▶ [SUPPLIED DATA]
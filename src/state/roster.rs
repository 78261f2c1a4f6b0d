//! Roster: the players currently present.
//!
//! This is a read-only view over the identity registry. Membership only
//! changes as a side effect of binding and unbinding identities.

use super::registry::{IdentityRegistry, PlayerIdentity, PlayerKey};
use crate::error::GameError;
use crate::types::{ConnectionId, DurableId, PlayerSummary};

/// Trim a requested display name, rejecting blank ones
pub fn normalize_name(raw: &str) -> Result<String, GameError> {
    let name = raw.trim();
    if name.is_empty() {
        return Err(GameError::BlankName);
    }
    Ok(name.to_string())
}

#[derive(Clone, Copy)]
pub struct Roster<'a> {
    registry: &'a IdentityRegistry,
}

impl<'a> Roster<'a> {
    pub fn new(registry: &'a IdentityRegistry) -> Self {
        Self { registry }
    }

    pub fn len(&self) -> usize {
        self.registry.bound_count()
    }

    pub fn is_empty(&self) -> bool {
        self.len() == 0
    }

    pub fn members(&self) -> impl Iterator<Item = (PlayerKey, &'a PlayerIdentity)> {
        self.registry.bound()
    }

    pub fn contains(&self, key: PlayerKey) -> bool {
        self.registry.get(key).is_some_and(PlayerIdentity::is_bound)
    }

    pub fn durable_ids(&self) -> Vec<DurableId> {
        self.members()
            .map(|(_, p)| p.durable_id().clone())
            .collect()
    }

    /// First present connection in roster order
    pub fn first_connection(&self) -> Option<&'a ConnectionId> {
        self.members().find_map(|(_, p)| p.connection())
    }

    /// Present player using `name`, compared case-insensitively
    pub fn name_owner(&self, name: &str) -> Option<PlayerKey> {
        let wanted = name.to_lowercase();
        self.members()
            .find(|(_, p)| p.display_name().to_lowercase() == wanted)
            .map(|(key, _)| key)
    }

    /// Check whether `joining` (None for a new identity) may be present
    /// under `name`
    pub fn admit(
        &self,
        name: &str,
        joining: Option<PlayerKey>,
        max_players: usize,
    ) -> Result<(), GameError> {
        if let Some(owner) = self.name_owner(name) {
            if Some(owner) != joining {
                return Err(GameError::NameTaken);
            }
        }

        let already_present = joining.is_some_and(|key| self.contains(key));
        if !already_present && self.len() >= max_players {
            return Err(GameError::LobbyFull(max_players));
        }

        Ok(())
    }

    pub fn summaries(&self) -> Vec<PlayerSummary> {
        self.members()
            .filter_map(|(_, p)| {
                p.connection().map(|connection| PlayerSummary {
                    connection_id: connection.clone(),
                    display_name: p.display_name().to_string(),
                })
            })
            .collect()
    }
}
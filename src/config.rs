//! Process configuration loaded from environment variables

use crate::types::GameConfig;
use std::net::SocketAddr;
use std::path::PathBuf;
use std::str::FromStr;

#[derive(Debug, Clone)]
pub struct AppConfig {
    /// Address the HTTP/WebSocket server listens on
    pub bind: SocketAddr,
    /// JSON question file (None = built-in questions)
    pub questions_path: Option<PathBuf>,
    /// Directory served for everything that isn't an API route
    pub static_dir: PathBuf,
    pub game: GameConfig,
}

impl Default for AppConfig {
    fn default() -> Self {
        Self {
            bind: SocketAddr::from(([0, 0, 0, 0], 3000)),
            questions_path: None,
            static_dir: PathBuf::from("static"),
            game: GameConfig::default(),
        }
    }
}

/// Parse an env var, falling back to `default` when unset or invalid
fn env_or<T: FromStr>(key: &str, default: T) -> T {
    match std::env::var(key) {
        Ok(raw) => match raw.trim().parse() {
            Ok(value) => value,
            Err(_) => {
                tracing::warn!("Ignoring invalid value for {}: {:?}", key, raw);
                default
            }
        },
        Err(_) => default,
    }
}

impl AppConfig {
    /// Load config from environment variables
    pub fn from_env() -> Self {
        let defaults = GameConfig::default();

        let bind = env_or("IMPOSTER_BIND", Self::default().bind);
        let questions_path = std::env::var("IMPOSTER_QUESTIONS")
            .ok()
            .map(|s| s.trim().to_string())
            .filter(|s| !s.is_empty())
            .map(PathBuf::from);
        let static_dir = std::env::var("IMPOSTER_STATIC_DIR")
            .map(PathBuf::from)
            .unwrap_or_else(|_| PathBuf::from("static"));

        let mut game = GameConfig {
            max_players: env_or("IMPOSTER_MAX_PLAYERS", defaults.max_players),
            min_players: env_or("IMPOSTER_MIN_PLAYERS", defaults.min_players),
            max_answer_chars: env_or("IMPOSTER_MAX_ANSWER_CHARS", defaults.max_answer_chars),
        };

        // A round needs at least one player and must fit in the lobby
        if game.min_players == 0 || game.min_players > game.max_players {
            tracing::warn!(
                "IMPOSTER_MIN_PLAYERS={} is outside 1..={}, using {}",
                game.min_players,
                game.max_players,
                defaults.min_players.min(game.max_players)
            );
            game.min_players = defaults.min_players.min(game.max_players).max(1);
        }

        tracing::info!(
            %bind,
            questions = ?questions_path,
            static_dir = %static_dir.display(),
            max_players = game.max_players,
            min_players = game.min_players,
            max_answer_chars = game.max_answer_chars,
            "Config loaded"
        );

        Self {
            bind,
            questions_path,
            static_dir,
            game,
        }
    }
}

▶ [WORK TASK] Among the entries above, copy exactly only the lines starting with the one containing "let already_present = joining.is_some_and(|key|" and going through the one containing "server listens on", both ends included.

▶ [ANSWER BOX]
        let already_present = joining.is_some_and(|key| self.contains(key));
        if !already_present && self.len() >= max_players {
            return Err(GameError::LobbyFull(max_players));
        }

        Ok(())
    }

    pub fn summaries(&self) -> Vec<PlayerSummary> {
        self.members()
            .filter_map(|(_, p)| {
                p.connection().map(|connection| PlayerSummary {
                    connection_id: connection.clone(),
                    display_name: p.display_name().to_string(),
                })
            })
            .collect()
    }
}
filename src/config.rs
//! Process configuration loaded from environment variables

use crate::types::GameConfig;
use std::net::SocketAddr;
use std::path::PathBuf;
use std::str::FromStr;

#[derive(Debug, Clone)]
pub struct AppConfig {
    /// Address the HTTP/WebSocket server listens on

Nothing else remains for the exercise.